Baumgartner has been a member of the ensemble of the Oper Frankfurt from the 2009/10 season, where her roles included Bizet's Carmen, Mary in Wagner's Der fliegende Holländer, Eboli in Verdi's Don Carlos, Lisa in Mieczysław Weinberg's The Passenger, the Nurse in Die Frau ohne Schatten by Richard Strauss, again Penthesilea and Fricka in Wagner's Der Ring des Nibelungen. She appeared as Circe in the world premiere of Rolf Riehm's Sirenen in 2014.

She made her debut at the Salzburg Festival in 2010 as Geschwitz in Alban Berg's Lulu, followed in 2012 by Charlotte in Bernd Alois Zimmermann's Die Soldaten, staged by Alvis Hermanis and conducted by Ingo Metzmacher. She appeared at the Hamburg Opera in the premiere of Beat Furrer's La bianca notte, and as Ortrud in Wagner's Lohengrin. Fricka was her role again for her debut at the Lyric Opera of Chicago.
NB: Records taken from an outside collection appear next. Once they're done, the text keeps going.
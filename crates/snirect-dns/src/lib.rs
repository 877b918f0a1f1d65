mod cache;
mod ecs;
mod resolver;
mod upstream;

use std::time::Duration;

use thiserror::Error;

pub use ecs::EcsState;
pub use resolver::{probe_fastest, Resolver};
pub use upstream::{build_upstreams, DnsUpstream};

/// qtype tag for entries produced by the OS resolver, which has no record
/// type of its own.
pub(crate) const QTYPE_SYSTEM: u16 = 0;

#[derive(Debug, Error)]
pub enum DnsError {
    #[error("DNS wire format error: {0}")]
    Proto(#[from] hickory_proto::error::ProtoError),
    #[error("I/O error: {0}")]
    Io(#[from] std::io::Error),
    #[error("DoH transport error: {0}")]
    Http(#[from] reqwest::Error),
    #[error("DoH status {0}")]
    HttpStatus(u16),
    #[error("upstream {upstream} answered rcode {rcode}")]
    Rcode { rcode: String, upstream: String },
    #[error("no records of type {qtype} for {host}")]
    NoRecords { host: String, qtype: &'static str },
    #[error("exchange timed out")]
    Timeout,
    #[error("all upstreams failed: {0}")]
    AllUpstreamsFailed(String),
    #[error("could not resolve {0}")]
    Unresolvable(String),
}

/// How the resolver picks an address when several are available.
#[derive(Debug, Clone, Copy, PartialEq, Eq, Default)]
pub enum PreferenceMode {
    #[default]
    Standard,
    Fastest,
    Ipv6,
    Ipv4,
}

impl PreferenceMode {
    pub fn parse(text: &str) -> PreferenceMode {
        match text {
            "fastest" => PreferenceMode::Fastest,
            "ipv6" => PreferenceMode::Ipv6,
            "ipv4" => PreferenceMode::Ipv4,
            _ => PreferenceMode::Standard,
        }
    }
}

#[derive(Debug, Clone)]
pub struct PreferenceConfig {
    pub mode: PreferenceMode,
    /// Per-IP connect budget in fastest mode.
    pub test_timeout: Duration,
    /// Cap on how many answers get latency-tested per query.
    pub max_test_ips: usize,
    /// Zero means derive from the DNS TTL (TTL/2, floor five minutes).
    pub cache_ttl: Duration,
    pub cache_size: usize,
}

impl Default for PreferenceConfig {
    fn default() -> Self {
        PreferenceConfig {
            mode: PreferenceMode::Standard,
            test_timeout: Duration::from_millis(500),
            max_test_ips: 10,
            cache_ttl: Duration::ZERO,
            cache_size: 0,
        }
    }
}

#[derive(Debug, Clone)]
pub struct ResolverConfig {
    /// Upstream URLs: `https://…`, `tls://…`, `tcp://…`, `udp://…` or bare
    /// host(:port).
    pub nameservers: Vec<String>,
    /// Plain resolvers used to look up the upstream hostnames themselves.
    pub bootstrap: Vec<String>,
    pub ipv6: bool,
    /// "" (omit), "auto", or an explicit CIDR.
    pub ecs: String,
    pub dns_timeout: Duration,
    pub dns_cache_size: usize,
    pub preference: PreferenceConfig,
}

impl Default for ResolverConfig {
    fn default() -> Self {
        ResolverConfig {
            nameservers: Vec::new(),
            bootstrap: Vec::new(),
            ipv6: false,
            ecs: String::new(),
            dns_timeout: Duration::from_secs(5),
            dns_cache_size: 10_000,
            preference: PreferenceConfig::default(),
        }
    }
}
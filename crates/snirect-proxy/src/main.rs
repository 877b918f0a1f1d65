use std::path::PathBuf;
use std::sync::Arc;

use clap::Parser;
use snirect_dns::Resolver;
use snirect_proxy::{config, logging, Config, ProxyError, ProxyServer};
use snirect_tls::{spawn_expiry_sweep, CertificateAuthority};
use tracing::{debug, info};

/// Local forward proxy that defeats SNI-based censorship by re-originating
/// TLS with a rewritten or stripped server name.
#[derive(Debug, Parser)]
#[command(name = "snirect", version)]
struct Cli {
    /// Configuration directory (default: the per-user app directory).
    #[arg(long, value_name = "DIR")]
    config_dir: Option<PathBuf>,

    /// Listen address override.
    #[arg(long, value_name = "ADDR")]
    listen: Option<String>,

    /// Listen port override (0 picks an ephemeral port).
    #[arg(long, value_name = "PORT")]
    port: Option<u16>,

    /// Log level override: debug, info, warn or error.
    #[arg(long, value_name = "LEVEL")]
    loglevel: Option<String>,
}

#[tokio::main]
async fn main() {
    let cli = Cli::parse();
    if let Err(error) = run(cli).await {
        eprintln!("snirect: {error}");
        std::process::exit(1);
    }
}

async fn run(cli: Cli) -> Result<(), ProxyError> {
    snirect_tls::install_default_crypto_provider();

    let app_dir = match cli.config_dir {
        Some(dir) => dir,
        None => config::app_dir()?,
    };
    config::ensure_files(&app_dir)?;

    let mut cfg = Config::load(&app_dir)?;
    if let Some(listen) = cli.listen {
        cfg.server.address = listen;
    }
    if let Some(port) = cli.port {
        cfg.server.port = port;
    }
    if let Some(level) = cli.loglevel {
        cfg.log.loglevel = level;
    }

    logging::init(&cfg.log.loglevel, &cfg.log.logfile);

    if cfg.set_proxy {
        debug!("set_proxy is handled by the system-proxy collaborator, not the core");
    }
    if cfg.ca_install != "never" {
        debug!(policy = %cfg.ca_install, "trust-store installation is handled by the installer collaborator");
    }

    let rules = Arc::new(config::load_rules(&app_dir)?);

    let authority = Arc::new(CertificateAuthority::load_or_generate(
        &cfg.root_cert_path(),
        &cfg.root_key_path(),
    )?);
    spawn_expiry_sweep(Arc::clone(&authority));
    info!(dir = %app_dir.display(), "certificate authority ready");

    let resolver = Resolver::new(cfg.resolver_config(), Arc::clone(&rules)).await;
    resolver.start_background_tasks();

    let server = ProxyServer::new(cfg, rules, authority, resolver);
    server.run().await
}
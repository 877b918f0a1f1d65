use std::sync::Arc;

use rustls::client::danger::{HandshakeSignatureValid, ServerCertVerified, ServerCertVerifier};
use rustls::pki_types::{CertificateDer, ServerName, UnixTime};
use rustls::{ClientConfig, DigitallySignedStruct, SignatureScheme};
use snirect_rules::CertPolicy;
use tracing::debug;
use x509_parser::extensions::GeneralName;
use x509_parser::prelude::X509Certificate;

/// Checks the origin's leaf against the effective verification policy.
///
/// The origin handshake runs with library verification disabled; this is
/// the only identity check an intercepted connection gets.
pub fn verify_origin_cert(leaf: &CertificateDer<'_>, host: &str, policy: &CertPolicy) -> bool {
    if matches!(policy, CertPolicy::Off) {
        return true;
    }

    let Ok((_, cert)) = x509_parser::parse_x509_certificate(leaf.as_ref()) else {
        debug!(host, "origin certificate failed to parse");
        return false;
    };
    let names = CertNames::from_cert(&cert);

    match policy {
        CertPolicy::Off => true,
        CertPolicy::Strict => names.matches_host(host, true),
        CertPolicy::Loose => names.matches_host(host, false),
        CertPolicy::AllowList(allowed) => {
            let accepted = allowed.iter().any(|name| names.matches_host(name, false));
            if !accepted {
                debug!(
                    host,
                    cert_names = ?names.dns_names,
                    allowlist = ?allowed,
                    "origin certificate matched no allowlisted name"
                );
            }
            accepted
        }
    }
}

/// DNS identities carried by a certificate: the SANs, plus the subject CN
/// which only counts when the certificate has no SANs at all.
struct CertNames {
    dns_names: Vec<String>,
    common_name: Option<String>,
}

impl CertNames {
    fn from_cert(cert: &X509Certificate<'_>) -> CertNames {
        let dns_names = cert
            .subject_alternative_name()
            .ok()
            .flatten()
            .map(|san| {
                san.value
                    .general_names
                    .iter()
                    .filter_map(|name| match name {
                        GeneralName::DNSName(value) => Some(value.to_string()),
                        _ => None,
                    })
                    .collect()
            })
            .unwrap_or_default();

        let common_name = cert
            .subject()
            .iter_common_name()
            .next()
            .and_then(|attr| attr.as_str().ok())
            .map(str::to_string);

        CertNames {
            dns_names,
            common_name,
        }
    }

    /// `target` is normally a hostname; allowlist entries may also be
    /// patterns (`*`, `?`, `$`), which are matched against the certificate
    /// names instead.
    fn matches_host(&self, target: &str, strict: bool) -> bool {
        if target.contains(['*', '?', '$']) {
            if self
                .dns_names
                .iter()
                .any(|name| snirect_rules::matches(target, name))
            {
                return true;
            }
            if self.dns_names.is_empty() {
                if let Some(cn) = &self.common_name {
                    if snirect_rules::matches(target, cn) {
                        return true;
                    }
                }
            }
        }

        if self
            .dns_names
            .iter()
            .any(|san| dns_name_matches(san, target))
        {
            return true;
        }

        if strict {
            return false;
        }

        self.loosely_matches(target)
    }

    /// Shared-certificate CDN fronting: accept when the registrable domain
    /// (eTLD+1) of the target equals that of any SAN, or of the CN when the
    /// certificate carries no SANs.
    fn loosely_matches(&self, target: &str) -> bool {
        let Some(target_domain) = registrable_domain(target) else {
            return false;
        };

        if self
            .dns_names
            .iter()
            .any(|san| registrable_domain(san).as_deref() == Some(target_domain.as_str()))
        {
            return true;
        }

        if self.dns_names.is_empty() {
            if let Some(cn) = &self.common_name {
                return registrable_domain(cn).as_deref() == Some(target_domain.as_str());
            }
        }

        false
    }
}

fn registrable_domain(name: &str) -> Option<String> {
    let name = name.trim_start_matches("*.");
    psl::domain_str(name).map(str::to_string)
}

/// RFC 6125 presented-identifier match: a `*.` wildcard covers exactly one
/// left-most label; everything else is case-insensitive equality.
fn dns_name_matches(san: &str, host: &str) -> bool {
    let san = san.to_ascii_lowercase();
    let host = host.to_ascii_lowercase();

    if let Some(parent) = san.strip_prefix("*.") {
        return match host.split_once('.') {
            Some((label, rest)) => !label.is_empty() && rest == parent,
            None => false,
        };
    }
    san == host
}

/// Client config for the origin handshake: certificate checks are skipped
/// at the library level because `verify_origin_cert` re-runs them under the
/// configured policy, and SNI can be suppressed entirely for the
/// strip-SNI rewrite.
pub fn build_origin_client_config(send_sni: bool) -> Arc<ClientConfig> {
    crate::install_default_crypto_provider();
    let mut config = ClientConfig::builder()
        .dangerous()
        .with_custom_certificate_verifier(Arc::new(AcceptAnyServerCert))
        .with_no_client_auth();
    config.enable_sni = send_sni;
    Arc::new(config)
}

#[derive(Debug)]
pub struct AcceptAnyServerCert;

impl ServerCertVerifier for AcceptAnyServerCert {
    fn verify_server_cert(
        &self,
        _end_entity: &CertificateDer<'_>,
        _intermediates: &[CertificateDer<'_>],
        _server_name: &ServerName<'_>,
        _ocsp_response: &[u8],
        _now: UnixTime,
    ) -> Result<ServerCertVerified, rustls::Error> {
        Ok(ServerCertVerified::assertion())
    }

    fn verify_tls12_signature(
        &self,
        _message: &[u8],
        _cert: &CertificateDer<'_>,
        _dss: &DigitallySignedStruct,
    ) -> Result<HandshakeSignatureValid, rustls::Error> {
        Ok(HandshakeSignatureValid::assertion())
    }

    fn verify_tls13_signature(
        &self,
        _message: &[u8],
        _cert: &CertificateDer<'_>,
        _dss: &DigitallySignedStruct,
    ) -> Result<HandshakeSignatureValid, rustls::Error> {
        Ok(HandshakeSignatureValid::assertion())
    }

    fn supported_verify_schemes(&self) -> Vec<SignatureScheme> {
        rustls::crypto::aws_lc_rs::default_provider()
            .signature_verification_algorithms
            .supported_schemes()
    }
}

#[cfg(test)]
mod tests {
    use rcgen::{CertificateParams, KeyPair};
    use rustls::pki_types::CertificateDer;
    use snirect_rules::CertPolicy;

    use super::{dns_name_matches, verify_origin_cert};

    fn self_signed_cert(sans: &[&str]) -> CertificateDer<'static> {
        let key = KeyPair::generate().expect("generate key");
        let params = CertificateParams::new(
            sans.iter().map(|san| san.to_string()).collect::<Vec<_>>(),
        )
        .expect("leaf params");
        params.self_signed(&key).expect("self signed").der().clone()
    }

    #[test]
    fn wildcard_san_accepts_one_subdomain_label() {
        let cert = self_signed_cert(&["*.example.com"]);
        assert!(verify_origin_cert(
            &cert,
            "evil.example.com",
            &CertPolicy::Strict
        ));
        assert!(verify_origin_cert(
            &cert,
            "evil.example.com",
            &CertPolicy::Loose
        ));
        assert!(!verify_origin_cert(
            &cert,
            "a.b.example.com",
            &CertPolicy::Strict
        ));
    }

    #[test]
    fn strict_rejects_sibling_under_public_suffix_and_loose_agrees() {
        let cert = self_signed_cert(&["a.co.uk"]);
        assert!(!verify_origin_cert(&cert, "b.co.uk", &CertPolicy::Strict));
        // eTLD+1 of a.co.uk is a.co.uk itself, which differs from b.co.uk.
        assert!(!verify_origin_cert(&cert, "b.co.uk", &CertPolicy::Loose));
    }

    #[test]
    fn loose_accepts_shared_registrable_domain() {
        let cert = self_signed_cert(&["static.example.com"]);
        assert!(!verify_origin_cert(
            &cert,
            "www.example.com",
            &CertPolicy::Strict
        ));
        assert!(verify_origin_cert(
            &cert,
            "www.example.com",
            &CertPolicy::Loose
        ));
    }

    #[test]
    fn off_accepts_anything() {
        let cert = self_signed_cert(&["whatever.invalid"]);
        assert!(verify_origin_cert(&cert, "example.com", &CertPolicy::Off));
    }

    #[test]
    fn allowlist_matches_any_listed_name() {
        let cert = self_signed_cert(&["cdn.example.net"]);
        let policy = CertPolicy::AllowList(vec![
            "unrelated.example".to_string(),
            "cdn.example.net".to_string(),
        ]);
        assert!(verify_origin_cert(&cert, "fronted.example", &policy));

        let rejecting = CertPolicy::AllowList(vec!["unrelated.example".to_string()]);
        assert!(!verify_origin_cert(&cert, "fronted.example", &rejecting));
    }

    #[test]
    fn allowlist_entries_may_be_patterns() {
        let cert = self_signed_cert(&["edge7.cdn.example.net"]);
        let policy = CertPolicy::AllowList(vec!["*.cdn.example.net".to_string()]);
        assert!(verify_origin_cert(&cert, "fronted.example", &policy));
    }

    #[test]
    fn presented_identifier_rules() {
        assert!(dns_name_matches("www.example.com", "WWW.example.com"));
        assert!(dns_name_matches("*.example.com", "www.example.com"));
        assert!(!dns_name_matches("*.example.com", "example.com"));
        assert!(!dns_name_matches("*.example.com", "a.b.example.com"));
        assert!(!dns_name_matches("www.example.com", "example.com"));
    }
}
use std::net::{IpAddr, Ipv4Addr, Ipv6Addr};
use std::sync::{Arc, RwLock};
use std::time::Duration;

use hickory_proto::rr::RecordType;
use tracing::{debug, info, warn};

const V4_PREFIX: u8 = 24;
const V6_PREFIX: u8 = 48;
const PROBE_TIMEOUT: Duration = Duration::from_secs(5);

/// Three echo endpoints per family; the first that answers wins.
const V4_ECHO_SERVICES: [&str; 3] = [
    "https://v4.ident.me",
    "https://api4.ipify.org",
    "https://ifconfig.me/ip",
];
const V6_ECHO_SERVICES: [&str; 3] = [
    "https://v6.ident.me",
    "https://api6.ipify.org",
    "https://ifconfig.co/ip",
];

#[derive(Debug, Clone, PartialEq, Eq)]
enum EcsMode {
    Off,
    Auto,
    Explicit { network: IpAddr, prefix: u8 },
}

/// EDNS Client Subnet state. In auto mode the detected networks are written
/// once by the startup probe and read per query.
pub struct EcsState {
    mode: EcsMode,
    auto_v4: RwLock<Option<Ipv4Addr>>,
    auto_v6: RwLock<Option<Ipv6Addr>>,
}

impl EcsState {
    /// `setting` is the raw config value: empty (disable), `"auto"`, or an
    /// explicit CIDR used verbatim.
    pub fn from_config(setting: &str) -> EcsState {
        let mode = match setting {
            "" => EcsMode::Off,
            "auto" => EcsMode::Auto,
            cidr => match parse_cidr(cidr) {
                Some((network, prefix)) => EcsMode::Explicit { network, prefix },
                None => {
                    warn!(ecs = cidr, "unparseable ecs setting, disabling ECS");
                    EcsMode::Off
                }
            },
        };
        EcsState {
            mode,
            auto_v4: RwLock::new(None),
            auto_v6: RwLock::new(None),
        }
    }

    pub fn is_auto(&self) -> bool {
        self.mode == EcsMode::Auto
    }

    /// RFC 7871 option payload for a query of `qtype`, or `None` when no
    /// usable network is known. Prefers the ECS family matching the query
    /// type; in auto mode the advertised source prefix is the full address
    /// length even though the carried address is masked, because some
    /// upstreams localize better on full-prefix requests.
    pub fn option_payload(&self, qtype: RecordType, client_ip: Option<IpAddr>) -> Option<Vec<u8>> {
        match &self.mode {
            EcsMode::Off => None,
            EcsMode::Explicit { network, prefix } => Some(encode_subnet(*network, *prefix, false)),
            EcsMode::Auto => {
                let network = self
                    .auto_network_for(qtype)
                    .or_else(|| client_ip.and_then(masked_public_network))?;
                Some(encode_subnet(network, full_prefix(network), true))
            }
        }
    }

    fn auto_network_for(&self, qtype: RecordType) -> Option<IpAddr> {
        let v4 = *self.auto_v4.read().expect("ecs v4 lock");
        let v6 = *self.auto_v6.read().expect("ecs v6 lock");
        if qtype == RecordType::AAAA {
            v6.map(IpAddr::V6).or(v4.map(IpAddr::V4))
        } else {
            v4.map(IpAddr::V4).or(v6.map(IpAddr::V6))
        }
    }

    fn store_detected(&self, ip: IpAddr) {
        match ip {
            IpAddr::V4(v4) => {
                *self.auto_v4.write().expect("ecs v4 lock") = Some(mask_v4(v4, V4_PREFIX));
            }
            IpAddr::V6(v6) => {
                *self.auto_v6.write().expect("ecs v6 lock") = Some(mask_v6(v6, V6_PREFIX));
            }
        }
        info!(network = %ip, "auto ECS network detected");
    }
}

/// Startup probe for auto mode: query the echo services for both families
/// concurrently and store whatever answers first per family.
pub(crate) fn spawn_auto_probe(state: Arc<EcsState>) -> tokio::task::JoinHandle<()> {
    tokio::spawn(async move {
        let client = match reqwest::Client::builder().timeout(PROBE_TIMEOUT).build() {
            Ok(client) => client,
            Err(error) => {
                warn!(%error, "auto ECS probe client could not be built");
                return;
            }
        };

        let v4 = detect_public_ip(&client, &V4_ECHO_SERVICES, false);
        let v6 = detect_public_ip(&client, &V6_ECHO_SERVICES, true);
        let (v4, v6) = tokio::join!(v4, v6);

        match v4 {
            Some(ip) => state.store_detected(ip),
            None => warn!("failed to detect a public IPv4 address for auto ECS"),
        }
        match v6 {
            Some(ip) => state.store_detected(ip),
            None => debug!("no public IPv6 address detected for auto ECS"),
        }
    })
}

async fn detect_public_ip(
    client: &reqwest::Client,
    services: &[&str],
    want_v6: bool,
) -> Option<IpAddr> {
    for service in services {
        let Ok(response) = client.get(*service).send().await else {
            continue;
        };
        let Ok(body) = response.text().await else {
            continue;
        };
        if let Ok(ip) = body.trim().parse::<IpAddr>() {
            if ip.is_ipv6() == want_v6 {
                return Some(ip);
            }
        }
    }
    None
}

/// Masked /24 (v4) or /48 (v6) network derived from a client address, when
/// that address is public enough to be useful to an upstream.
fn masked_public_network(client_ip: IpAddr) -> Option<IpAddr> {
    if !is_public(client_ip) {
        return None;
    }
    Some(match client_ip {
        IpAddr::V4(v4) => IpAddr::V4(mask_v4(v4, V4_PREFIX)),
        IpAddr::V6(v6) => IpAddr::V6(mask_v6(v6, V6_PREFIX)),
    })
}

fn is_public(ip: IpAddr) -> bool {
    match ip {
        IpAddr::V4(v4) => {
            !(v4.is_loopback()
                || v4.is_private()
                || v4.is_link_local()
                || v4.is_unspecified()
                || v4.is_broadcast())
        }
        IpAddr::V6(v6) => {
            let segments = v6.segments();
            let link_local = (segments[0] & 0xffc0) == 0xfe80;
            let unique_local = (segments[0] & 0xfe00) == 0xfc00;
            !(v6.is_loopback() || v6.is_unspecified() || link_local || unique_local)
        }
    }
}

fn full_prefix(network: IpAddr) -> u8 {
    if network.is_ipv4() {
        32
    } else {
        128
    }
}

/// RFC 7871 wire layout: family (2 bytes), source prefix, scope prefix,
/// then the address truncated to the prefix. With `full_address` set, the
/// whole masked address is carried even though the prefix says otherwise.
fn encode_subnet(network: IpAddr, prefix: u8, full_address: bool) -> Vec<u8> {
    let (family, octets): (u16, Vec<u8>) = match network {
        IpAddr::V4(v4) => (1, mask_v4(v4, prefix.min(32)).octets().to_vec()),
        IpAddr::V6(v6) => (2, mask_v6(v6, prefix.min(128)).octets().to_vec()),
    };

    let address_len = if full_address {
        octets.len()
    } else {
        (prefix as usize).div_ceil(8)
    };

    let mut payload = Vec::with_capacity(4 + address_len);
    payload.extend_from_slice(&family.to_be_bytes());
    payload.push(prefix);
    payload.push(0);
    payload.extend_from_slice(&octets[..address_len]);
    payload
}

fn parse_cidr(text: &str) -> Option<(IpAddr, u8)> {
    let (address, prefix) = text.split_once('/')?;
    let prefix = prefix.parse::<u8>().ok()?;
    match address.parse::<IpAddr>().ok()? {
        IpAddr::V4(v4) if prefix <= 32 => Some((IpAddr::V4(mask_v4(v4, prefix)), prefix)),
        IpAddr::V6(v6) if prefix <= 128 => Some((IpAddr::V6(mask_v6(v6, prefix)), prefix)),
        _ => None,
    }
}

fn mask_v4(ip: Ipv4Addr, prefix: u8) -> Ipv4Addr {
    let mask = if prefix == 0 {
        0
    } else {
        u32::MAX << (32 - prefix as u32)
    };
    Ipv4Addr::from(u32::from(ip) & mask)
}

fn mask_v6(ip: Ipv6Addr, prefix: u8) -> Ipv6Addr {
    let mask = if prefix == 0 {
        0
    } else {
        u128::MAX << (128 - prefix as u32)
    };
    Ipv6Addr::from(u128::from(ip) & mask)
}

#[cfg(test)]
mod tests {
    use std::net::{IpAddr, Ipv4Addr};

    use hickory_proto::rr::RecordType;

    use super::{encode_subnet, is_public, mask_v4, EcsState};

    #[test]
    fn explicit_cidr_is_used_verbatim() {
        let state = EcsState::from_config("203.0.113.0/24");
        let payload = state
            .option_payload(RecordType::A, None)
            .expect("explicit payload");
        // family=1, source=/24, scope=0, three address bytes.
        assert_eq!(payload, vec![0, 1, 24, 0, 203, 0, 113]);
    }

    #[test]
    fn empty_setting_omits_the_option() {
        let state = EcsState::from_config("");
        assert_eq!(state.option_payload(RecordType::A, None), None);
    }

    #[test]
    fn auto_mode_derives_from_public_client_address() {
        let state = EcsState::from_config("auto");
        let client = IpAddr::V4(Ipv4Addr::new(198, 51, 100, 77));
        let payload = state
            .option_payload(RecordType::A, Some(client))
            .expect("derived payload");
        // Advertised /32 over a /24-masked address.
        assert_eq!(payload, vec![0, 1, 32, 0, 198, 51, 100, 0]);
    }

    #[test]
    fn auto_mode_ignores_private_client_addresses() {
        let state = EcsState::from_config("auto");
        let client = IpAddr::V4(Ipv4Addr::new(192, 168, 1, 10));
        assert_eq!(state.option_payload(RecordType::A, Some(client)), None);
    }

    #[test]
    fn detected_network_beats_client_derivation() {
        let state = EcsState::from_config("auto");
        state.store_detected(IpAddr::V4(Ipv4Addr::new(203, 0, 113, 200)));
        let client = IpAddr::V4(Ipv4Addr::new(198, 51, 100, 77));
        let payload = state
            .option_payload(RecordType::A, Some(client))
            .expect("detected payload");
        assert_eq!(payload, vec![0, 1, 32, 0, 203, 0, 113, 0]);
    }

    #[test]
    fn publicness_checks() {
        assert!(is_public("203.0.113.1".parse().unwrap()));
        assert!(!is_public("10.0.0.1".parse().unwrap()));
        assert!(!is_public("127.0.0.1".parse().unwrap()));
        assert!(!is_public("169.254.0.1".parse().unwrap()));
        assert!(!is_public("fe80::1".parse().unwrap()));
        assert!(!is_public("fd00::1".parse().unwrap()));
        assert!(is_public("2001:db8::1".parse().unwrap()));
    }

    #[test]
    fn masking() {
        assert_eq!(
            mask_v4(Ipv4Addr::new(198, 51, 100, 77), 24),
            Ipv4Addr::new(198, 51, 100, 0)
        );
        let payload = encode_subnet("2001:db8:abcd:1234::1".parse().unwrap(), 48, false);
        assert_eq!(payload[..4], [0, 2, 48, 0]);
        assert_eq!(payload.len(), 4 + 6);
    }
}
She performed in 2017 in Frankfurt the role of Cassandre in Les Troyens by Berlioz, staged by Eva-Maria Höckmayr and conducted by John Nelson. A reviewer noted that her dramatic mezzo-soprano expressed both, the visionary close to madness and the sorrowful lover. Also in 2017, she appeared as Fricka at the Bayreuth Festival.

== Discography ==

=== Recitals & Orchestral Works ===

- Mahler's Das klagende Lied (CD, Capriccio 2017). Live recording from 1./2.12.2016 in the Konzerthaus Wien with Vienna Radio Symphony Orchestra, conducted by Cornelius Meister.
- Mahler's Second Symphony "Resurrection" (2 CD, DreyerGaido 2019). Recording from 2018 with Stuttgart Philharmonic, conducted by Gabriel Feltz.
- Pfitzner's Complete Songs, Vol. 3 - Die schlanke Wasserlilie, Weihnachtslied (CD, Naxos 2019).
- Trojahn's String Quartet No. 2 with clarinet & mezzo-soprano (CD, Wergo 2019).
- Schulhoff's Complete songs (3 CD, bastille musique 2020). Production of SWR and recorded in the Hans-Rosbaud-Studio Baden-Baden from 2016 to 2018. Its a complete recording of all 89 songs by Erwin Schulhoff – together with Sunhae Im, Britta Stallmeister (both soprano) and Hans Christoph Begemann (Baritone). This SWR-Project was initiated by Klaus Simon, who published the scores 2017 with Schott Music.

=== Opera ===
Following stage appearances were recorded and published on CD or DVD/ Blu-Ray:

- Reimann's Medea as Gora (2 CD, OehmsClassics 2011). Recording of the opening night on 5.9.2010 at Oper Frankfurt. Frankfurter Opern- und Museumsorchester, conducted by Erik Nielsen.
- Berg's Lulu as Countess Geschwitz (DVD, EuroArts 2012). Recorded 2010 during Salzburg Festival. Vienna Philharmonic, conducted by Marc Albrecht.
- Wagner's Die Walküre as Grimgerde (4 CD, OehmsClassics 2011). Recorded 2010 at Oper Frankfurt. Frankfurter Opern- und Museumsorchester, conducted by Sebastian Weigle.
- Wagner's Die Walküre as Grimgerde (DVD, OehmsClassics 2014). Recorded in June/ July 2012 at Oper Frankfurt. Frankfurter Opern- und Museumsorchester, conducted by Sebastian Weigle.
- Reimann's Die Soldaten as Charlotte (DVD/Blu-Ray, Unitel Edition 2013). Recorded 2012 during Salzburg Festival. Vienna Philharmonic, conducted by Ingo Metzmacher.
- Strauss' Die Frau ohne Schatten as Nurse (3 CD, OehmsClassics 2015). Recorded 2014 at Oper Frankfurt. Frankfurter Opern- und Museumsorchester, conducted by Sebastian Weigle.
- Handel's Serse as Amastre (DVD/Blu-Ray, C Major Entertainment 2018). Recorded 2010 in January 2017 at Oper Frankfurt. Frankfurter Opern- und Museumsorchester, conducted by Constantinos Carydis.
- Henze's The Bassardis as Agave/ Venus (DVD/Blu-Ray, Arthaus Musik 2019). Recorded 2018 during Salzburg Festival. Vienna Philharmonic, conducted by Kent Nagano.
- Strauss' Elektra as Klytaemnestra (DVD/Blu-Ray, Unitel Edition 2021). Recorded 2020 during Salzburg Festival. Vienna Philharmonic, conducted by Franz Welser-Möst.

=== Guest appearances ===

- "Love and Despair" by Andreas Bauer Kanabas (CD, OehmsClassics 2021). Recorded on 20.-22.6.2019 in the Great Concert Hall Riga with Latvian Festival Orchestra (LF), conducted by Karsten Januschke. Excerpt from Bartók's Bluebeard's Castle, op. 11, scene 48. Bluebeard and Judith. Door 7: “Lásd a régi asszonyokat”.